About Schmidt,
EUA, 2002.
Com JACK NICHOLSON, HOPE DAVIS, DERMOT MULRONEY, KATHY BATES,
JUNE SQUIBB, HOWARD HESSEMAN, HARRY GROENER, CONNIE RAY, LEN CARIOU, MARK VENHUIZEN,
CHERYL HAMADA, PHIL REEVES, MATT WINSTON.
Música: ROLFE KENT.
Fotografia: JAMES GLENNON.
Montagem: KEVIN TENT.
Produção executiva: BILL BADALATO, RACHAEL HOROVITZ.
Produção: MICHAEL BESMAN, HARRY GITTES.
Baseado no romance de LOUIS BEGLEY.
Roteiro: ALEXANDER PAYNE & JIM TAYLOR.
Direção: ALEXANDER PAYNE.
Estréia no RJ: 21.03.2003.
Sinopse e comentário.
Drama. Após dedicar perto de duas décadas de sua vida ao trabalho
numa grande empresa de seguros e previdência, o sovina Warren Schmidt, aos 66 anos, enfim
aposenta-se. O fatal sentimento de vazio é preenchido com caminhadas, conversas com a esposa
Hellen e as cartas que escreve para Ndugu, uma criança na Tanzânia, que "adotou" através de uma
instituição de caridade, contribuindo para sua formação com um cheque mensal. Sua vida irá mudar
quando, ao chegar em casa, Warren depara-se com Hellen estirada no chão, morta por um derrame.
Cada vez mais solitário após uma fracassada tentativa de reaproximação com a filha Jeannie (que
irá casar nos próximos dias), Warren decide-se por pegar seu trailer e viajar sem destino certo,
retornando aos lugares de seu passado e conhecendo gente nova, como o casal de viajantes John e
Vicki. A parada na casa da filha para a cerimônia de casamento, o contato com Randall (o genro
de quem não gosta) e Roberta, mãe de Randall (que tenta seduzi-lo), serão narrados nas cartas a
Ndugu, bem como o novo fracasso em reaproximar-se da filha, tentando da pior maneira possível
impedi-la de casar-se.
No começo do filme pode-se até achar que se está diante de um Chuvas
de Verão ianque, onde o aposentado vivido por Jofre Soares no filme de Cacá Diegues ganhou
traços mais robustos e humorísticos. Não se sabe se intencionalmente, mas Jack Nicholson parece
ter incorporado os trejeitos e as expressões de Oliver Hardy, o gordo da dupla O Gordo & O
Magro, para compôr o seu Warren Schmidt. A fragilidade e a simpatia do personagem, por mais que
refira-se à esposa como "aquela velha que mora na minha casa", e a quase súplica para ser
querido no sorrisinho tímido, conquistam de imediato o espectador desarmado, que no fim das
contas acaba considerando que este As Confissões de Schmidt vale a pena.

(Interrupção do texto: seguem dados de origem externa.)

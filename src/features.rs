//! Feature derivation
//!
//! This module computes column values from raw attributes:
//! - Clamped linear estimates (estimated sleep hours)
//! - Ordinal buckets over fixed thresholds
//! - Boolean flags encoded as 0/1
//! - Category codes from the schema's tables

use crate::error::PredictError;
use crate::schema::{ColumnSource, FeatureSchema, LinearEstimate, Term};
use crate::types::RawInputs;

/// Feature deriver for computing column values
pub struct FeatureDeriver;

impl FeatureDeriver {
    /// Compute the value of one column
    pub fn derive(
        schema: &FeatureSchema,
        source: &ColumnSource,
        raw: &RawInputs,
    ) -> Result<f64, PredictError> {
        match source {
            ColumnSource::Raw { attribute } => raw.number(attribute),
            ColumnSource::Encoded { attribute } => {
                encode_category(schema, attribute, raw).map(|code| code as f64)
            }
            ColumnSource::Estimate { estimate } => evaluate_estimate(estimate, raw),
            ColumnSource::Bucket {
                attribute,
                upper_bounds,
            } => Ok(bucket(raw.number(attribute)?, upper_bounds) as f64),
            ColumnSource::Flag { attribute, above } => {
                Ok(f64::from(flag(raw.number(attribute)?, *above)))
            }
        }
    }
}

/// Evaluate a clamped linear estimate, folding terms left to right
pub fn evaluate_estimate(estimate: &LinearEstimate, raw: &RawInputs) -> Result<f64, PredictError> {
    let mut total = estimate.intercept;
    for term in &estimate.terms {
        total += match term {
            Term::Scaled { attribute, factor } => raw.number(attribute)? * factor,
            Term::Divided { attribute, divisor } => raw.number(attribute)? / divisor,
        };
    }
    Ok(total.clamp(estimate.min, estimate.max))
}

/// Ordinal bucket with upper-inclusive bounds
pub fn bucket(value: f64, upper_bounds: &[f64]) -> usize {
    upper_bounds
        .iter()
        .position(|bound| value <= *bound)
        .unwrap_or(upper_bounds.len())
}

/// 1 when strictly above the threshold
pub fn flag(value: f64, above: f64) -> u8 {
    u8::from(value > above)
}

/// Look up the table code of a categorical attribute
pub fn encode_category(
    schema: &FeatureSchema,
    attribute: &str,
    raw: &RawInputs,
) -> Result<usize, PredictError> {
    let value = raw.text(attribute)?;
    let table = schema
        .table_for(attribute)
        .ok_or_else(|| PredictError::SchemaMismatch(format!("no category table for {attribute}")))?;

    table
        .code(value)
        .ok_or_else(|| PredictError::UnrecognizedCategory {
            attribute: attribute.to_string(),
            value: value.to_string(),
        })
}
//! Prediction record encoding
//!
//! This module encodes a `Prediction` into the JSON record emitted by the CLI
//! and the C ABI, stamped with producer metadata and a computation time.

use crate::error::PredictError;
use crate::types::Prediction;
use crate::{PREDICTOR_VERSION, PRODUCER_NAME};
use chrono::{DateTime, Utc};
use serde::{Deserialize, Serialize};
use uuid::Uuid;

/// Producer metadata
#[derive(Debug, Clone, PartialEq, Serialize, Deserialize)]
pub struct Producer {
    pub name: String,
    pub version: String,
    pub instance_id: Uuid,
}

/// Emitted prediction record
#[derive(Debug, Clone, PartialEq, Serialize, Deserialize)]
pub struct PredictionRecord {
    pub label: String,
    pub advisory: String,
    pub class_code: i64,
    pub scaled: bool,
    pub schema: String,
    pub features: serde_json::Map<String, serde_json::Value>,
    pub producer: Producer,
    /// Serialized as RFC 3339
    pub computed_at_utc: DateTime<Utc>,
}

/// Record encoder holding a per-process instance id
#[derive(Debug, Clone)]
pub struct PredictionEncoder {
    instance_id: Uuid,
}

impl Default for PredictionEncoder {
    fn default() -> Self {
        Self::new()
    }
}

impl PredictionEncoder {
    /// Create a new encoder with a unique instance ID
    pub fn new() -> Self {
        Self {
            instance_id: Uuid::new_v4(),
        }
    }

    /// Create an encoder with a specific instance ID
    pub fn with_instance_id(instance_id: Uuid) -> Self {
        Self { instance_id }
    }

    pub fn instance_id(&self) -> Uuid {
        self.instance_id
    }

    pub fn encode(&self, prediction: &Prediction) -> PredictionRecord {
        PredictionRecord {
            label: prediction.label.as_str().to_string(),
            advisory: prediction.label.advisory().to_string(),
            class_code: prediction.class_code,
            scaled: prediction.scaled,
            schema: prediction.schema.clone(),
            features: prediction.features.to_json_map(),
            producer: Producer {
                name: PRODUCER_NAME.to_string(),
                version: PREDICTOR_VERSION.to_string(),
                instance_id: self.instance_id,
            },
            computed_at_utc: Utc::now(),
        }
    }

    /// Encode to a compact JSON string (one line, NDJSON friendly)
    pub fn encode_to_json(&self, prediction: &Prediction) -> Result<String, PredictError> {
        serde_json::to_string(&self.encode(prediction)).map_err(PredictError::JsonError)
    }

    /// Encode to a pretty-printed JSON string
    pub fn encode_to_json_pretty(&self, prediction: &Prediction) -> Result<String, PredictError> {
        serde_json::to_string_pretty(&self.encode(prediction)).map_err(PredictError::JsonError)
    }
}
//! Multinomial / binary logistic regression classifier

use super::{argmax, check_row, Classifier};
use crate::error::PredictError;
use serde::{Deserialize, Serialize};

/// Linear classifier: one coefficient row per class, or a single row for
/// two classes (positive score selects the second class)
#[derive(Debug, Clone, PartialEq, Serialize, Deserialize)]
pub struct LogisticRegression {
    pub n_features: usize,
    #[serde(default, skip_serializing_if = "Option::is_none")]
    pub feature_names: Option<Vec<String>>,
    pub classes: Vec<i64>,
    pub coef: Vec<Vec<f64>>,
    pub intercept: Vec<f64>,
}

impl LogisticRegression {
    fn is_binary(&self) -> bool {
        self.classes.len() == 2 && self.coef.len() == 1
    }

    /// Linear decision scores, one per coefficient row
    pub fn decision_function(&self, features: &[f64]) -> Result<Vec<f64>, PredictError> {
        check_row(self.n_features, features)?;

        Ok(self
            .coef
            .iter()
            .zip(&self.intercept)
            .map(|(row, b)| row.iter().zip(features).map(|(w, x)| w * x).sum::<f64>() + b)
            .collect())
    }
}

impl Classifier for LogisticRegression {
    /// Coefficient, intercept and class counts must agree
    fn validate(&self) -> Result<(), PredictError> {
        if self.classes.len() < 2 {
            return Err(PredictError::InvalidArtifact(
                "logistic regression needs at least two classes".to_string(),
            ));
        }
        if !self.is_binary() && self.coef.len() != self.classes.len() {
            return Err(PredictError::InvalidArtifact(format!(
                "{} coefficient rows for {} classes",
                self.coef.len(),
                self.classes.len()
            )));
        }
        if self.intercept.len() != self.coef.len() {
            return Err(PredictError::InvalidArtifact(format!(
                "{} intercepts for {} coefficient rows",
                self.intercept.len(),
                self.coef.len()
            )));
        }
        if self.coef.iter().any(|row| row.len() != self.n_features) {
            return Err(PredictError::InvalidArtifact(format!(
                "coefficient rows must have {} entries",
                self.n_features
            )));
        }
        if let Some(names) = &self.feature_names {
            if names.len() != self.n_features {
                return Err(PredictError::InvalidArtifact(format!(
                    "{} feature names for {} features",
                    names.len(),
                    self.n_features
                )));
            }
        }
        Ok(())
    }

    fn n_features(&self) -> usize {
        self.n_features
    }

    fn feature_names(&self) -> Option<&[String]> {
        self.feature_names.as_deref()
    }

    fn predict(&self, features: &[f64]) -> Result<i64, PredictError> {
        let scores = self.decision_function(features)?;

        let index = if self.is_binary() {
            usize::from(scores[0] > 0.0)
        } else {
            argmax(&scores).ok_or_else(|| {
                PredictError::InvalidArtifact("logistic regression has no classes".to_string())
            })?
        };

        Ok(self.classes[index])
    }
}

#[cfg(test)]
mod tests {
    use super::*;

    #[test]
    fn test_binary_decision() {
        let model = LogisticRegression {
            n_features: 2,
            feature_names: None,
            classes: vec![0, 2],
            coef: vec![vec![1.0, -1.0]],
            intercept: vec![0.5],
        };
        model.validate().unwrap();

        assert_eq!(model.predict(&[1.0, 3.0]).unwrap(), 0);
        assert_eq!(model.predict(&[3.0, 1.0]).unwrap(), 2);
    }

    #[test]
    fn test_multiclass_decision() {
        let model = LogisticRegression {
            n_features: 1,
            feature_names: None,
            classes: vec![0, 1, 2],
            coef: vec![vec![-1.0], vec![0.0], vec![1.0]],
            intercept: vec![0.0, 0.5, 0.0],
        };

        assert_eq!(model.decision_function(&[2.0]).unwrap(), vec![-2.0, 0.5, 2.0]);
        assert_eq!(model.predict(&[2.0]).unwrap(), 2);
        assert_eq!(model.predict(&[0.0]).unwrap(), 1);
        assert_eq!(model.predict(&[-2.0]).unwrap(), 0);
    }

    #[test]
    fn test_validate_shapes() {
        let mut model = LogisticRegression {
            n_features: 2,
            feature_names: Some(vec!["a".to_string(), "b".to_string()]),
            classes: vec![0, 1, 2],
            coef: vec![vec![1.0, 0.0], vec![0.0, 1.0]],
            intercept: vec![0.0, 0.0],
        };
        assert!(model.validate().is_err());

        model.coef.push(vec![1.0]);
        model.intercept.push(0.0);
        assert!(model.validate().is_err());

        model.coef[2] = vec![1.0, 1.0];
        assert!(model.validate().is_ok());
    }
}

Mas deve-se ir devagar com o andor. Ainda que a emocionada atuação de
Jack Nicholson baste para segurar a atenção do público (e registre-se o olhar perdido e
pensativo, no começo do filme), As Confissões de Schmidt é raso, irregular. Uma crônica
desnecessariamente leve e despretensiosa de alguns momentos na vida de um velho, sem qualquer
interesse neste velho além de usá-lo para fazer graça e proporcionar alguma emoção enquanto não
chegam os créditos finais. Pode-se imaginar o desastre que seria com um ator menos preparado e
talentoso fazendo Warren. Com um roteiro cujo objetivo não vai além do humor leve e da
necessidade de transmitir ao espectador fã de livros de auto-ajuda alguma coisa próxima a uma
importante "lição de vida", os realizadores devem agradecer a Jack Nicholson por ter salvo o
filme de virar uma involuntária caricatura. O que de fato acontece com praticamente todos os
coadjuvantes dessa história: a filha antipática, o genro abobalhado, o rapaz que o substitui na
empresa. Fora Kathy Bates, que dá algum conteúdo a sua Roberta, todos os demais estão ali para
bater ponto, contribuindo inconscientemente para estragar o filme. Deveria haver alguma lei
condenando à prisão perpétua o mau uso de uma boa idéia.